The required result is a copy of each line below in which "ConfigAction" appears.

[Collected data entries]
- Opening Delimiter -

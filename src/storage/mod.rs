pub mod buffer;
pub mod memory;
pub mod positions;
pub mod traits;

pub use buffer::FileBufferStore;
pub use memory::MemoryBufferStore;
pub use positions::{FilePositionRecord, PositionError, PositionStore};
pub use traits::{BufferStore, StorageError};
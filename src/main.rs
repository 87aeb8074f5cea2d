use clap::{Parser, Subcommand};
use logship::config::resolve_config_path;
use std::path::PathBuf;
use tracing_subscriber::{layer::SubscriberExt, util::SubscriberInitExt};

#[derive(Parser)]
#[command(name = "logship")]
#[command(about = "Tails JSON-lines log files and ships them to an HTTP sink", long_about = None)]
struct Cli {
    #[arg(long, global = true)]
    config: Option<PathBuf>,

    #[command(subcommand)]
    command: Option<Commands>,
}

#[derive(Subcommand)]
enum Commands {
    /// Run the agent (default)
    Run,
    Config {
        #[command(subcommand)]
        action: ConfigAction,
    },
}

#[derive(Subcommand)]
enum ConfigAction {
    /// Write a starter config file
    Init {
        #[arg(long)]
        stdout: bool,
    },
    /// Load and validate the config file
    Validate,
}

#[tokio::main]
async fn main() -> Result<(), Box<dyn std::error::Error>> {
    tracing_subscriber::registry()
        .with(
            tracing_subscriber::EnvFilter::try_from_default_env()
                .unwrap_or_else(|_| "logship=info".into()),
        )
        .with(tracing_subscriber::fmt::layer())
        .init();

    let cli = Cli::parse();
    let config_path = resolve_config_path(cli.config.as_deref());

    match cli.command {
        Some(Commands::Run) | None => {
            logship::cli::run::run(config_path).await?;
        }
        Some(Commands::Config { action }) => match action {
            ConfigAction::Init { stdout } => {
                logship::cli::config::init(stdout)?;
            }
            ConfigAction::Validate => {
                logship::cli::config::validate(config_path)?;
            }
        },
    }

    Ok(())
}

- Closing Delimiter -

_SOLUTION BELOW_.
        action: ConfigAction,
enum ConfigAction {
            ConfigAction::Init { stdout } => {
            ConfigAction::Validate => {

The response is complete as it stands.